The Minnesota Department of Labor and Industry has created a new email address for submission of certain workers' compensation forms, documents, medical records and other correspondence to facilitate compliance with Gov. Tim Walz’s Stay at Home executive orders.

Submission via this email address is meant to help stakeholders continue to submit necessary filings and documents related to reportable workers' compensation claims while working from home offices and without ready access to their usual mail or fax submission methods. If you are able to mail or fax documents, continue to do so, to ensure this email inbox will be available for remote workers who do not currently have access to those methods.

Do not email the forms listed below that can already be submitted online.

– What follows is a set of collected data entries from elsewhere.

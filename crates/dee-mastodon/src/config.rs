use std::fs;
use std::path::{Path, PathBuf};

use anyhow::{Context, Result};
use reqwest::Url;
use serde::{Deserialize, Serialize};

use crate::models::AppError;

pub const ENV_INSTANCE: &str = "DEE_MASTODON_INSTANCE";
pub const ENV_TOKEN: &str = "DEE_MASTODON_TOKEN";

/// Stored in ~/.config/dee-mastodon/config.toml
#[derive(Debug, Serialize, Deserialize, Clone, Default)]
pub struct AppConfig {
    #[serde(default, skip_serializing_if = "Option::is_none")]
    pub instance: Option<String>,
    #[serde(default, skip_serializing_if = "Option::is_none")]
    pub access_token: Option<String>,
}

#[derive(Debug, Clone)]
pub struct Credentials {
    pub instance: String,
    pub access_token: String,
}

impl AppConfig {
    pub fn set(&mut self, key: &str, value: &str) -> Result<(), AppError> {
        match key {
            "instance" => {
                self.instance = Some(normalize_instance(value)?);
            }
            "access_token" => {
                let token = value.trim();
                if token.is_empty() {
                    return Err(AppError::InvalidArgument(
                        "access_token cannot be empty".to_string(),
                    ));
                }
                self.access_token = Some(token.to_string());
            }
            other => {
                return Err(AppError::InvalidArgument(format!(
                    "unknown config key `{other}` (expected instance or access_token)"
                )));
            }
        }
        Ok(())
    }
}

pub fn config_path() -> Result<PathBuf> {
    let dir = dirs::config_dir().ok_or(AppError::ConfigDirUnavailable)?;
    Ok(dir.join("dee-mastodon").join("config.toml"))
}

pub fn load_config_or_default() -> Result<AppConfig> {
    let path = config_path()?;
    if !path.exists() {
        return Ok(AppConfig::default());
    }
    let raw = fs::read_to_string(&path)
        .with_context(|| format!("failed reading config file {}", path.display()))?;
    let cfg = toml::from_str::<AppConfig>(&raw)
        .with_context(|| format!("failed parsing config file {}", path.display()))?;
    Ok(cfg)
}

pub fn save_config(cfg: &AppConfig) -> Result<()> {
    let path = config_path()?;
    ensure_parent_dir(&path)?;
    let raw = toml::to_string(cfg)?;
    fs::write(&path, raw)
        .with_context(|| format!("failed writing config file {}", path.display()))?;
    Ok(())
}

fn ensure_parent_dir(path: &Path) -> Result<()> {
    let parent = path.parent().ok_or(AppError::ConfigDirUnavailable)?;
    fs::create_dir_all(parent)
        .with_context(|| format!("failed creating config directory {}", parent.display()))?;
    Ok(())
}

/// The config file with any environment overrides applied.
pub fn effective_config() -> Result<AppConfig> {
    let cfg = load_config_or_default()?;
    Ok(AppConfig {
        instance: env_value(ENV_INSTANCE).or(cfg.instance),
        access_token: env_value(ENV_TOKEN).or(cfg.access_token),
    })
}

/// Environment variables win over the config file.
pub fn require_credentials() -> Result<Credentials> {
    let env_instance = env_value(ENV_INSTANCE);
    let env_token = env_value(ENV_TOKEN);

    let cfg = if env_instance.is_some() && env_token.is_some() {
        AppConfig::default()
    } else {
        load_config_or_default()?
    };

    let instance = env_instance
        .or(cfg.instance)
        .ok_or(AppError::ConfigMissing)?;
    let instance = normalize_instance(&instance)?;

    let access_token = env_token
        .or(cfg.access_token)
        .filter(|token| !token.trim().is_empty())
        .ok_or(AppError::AuthMissing)?;

    Ok(Credentials {
        instance,
        access_token,
    })
}

/// Accepts `mastodon.social` or a full URL; returns the base URL without a trailing slash.
pub fn normalize_instance(raw: &str) -> Result<String, AppError> {
    let trimmed = raw.trim();
    if trimmed.is_empty() {
        return Err(AppError::InvalidArgument(
            "instance cannot be empty".to_string(),
        ));
    }
    let candidate = if trimmed.contains("://") {
        trimmed.to_string()
    } else {
        format!("https://{trimmed}")
    };

    let url = Url::parse(&candidate)
        .map_err(|_| AppError::InvalidArgument(format!("invalid instance url `{raw}`")))?;
    if !matches!(url.scheme(), "http" | "https") || url.host_str().is_none() {
        return Err(AppError::InvalidArgument(format!(
            "instance url must be http(s): `{raw}`"
        )));
    }

    Ok(url.as_str().trim_end_matches('/').to_string())
}

fn env_value(key: &str) -> Option<String> {
    std::env::var(key)
        .ok()
        .map(|value| value.trim().to_string())
        .filter(|value| !value.is_empty())
}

Submission by email is only authorized if the following requirements are met:

  1. All documents must be emailed to

  2. Your email message should be encrypted or otherwise secure to protect sensitive or private data.

  3. Your subject line should be the worker identification (WID) number*, the date of injury (DOI) and a short description of your filing (use the description column in the table below). Never use an employee's Social Security number, name or other identifying information in the subject line. 

    • Example:  123456_01/01/2020_NOB

    • The WID number is always returned in the EDI acknowledgement when FROIs are accepted, it is also called the Employee Security ID and is DN0206. Ask your EDI person or team for the WID number on a claim if you do not know where to find it in your system.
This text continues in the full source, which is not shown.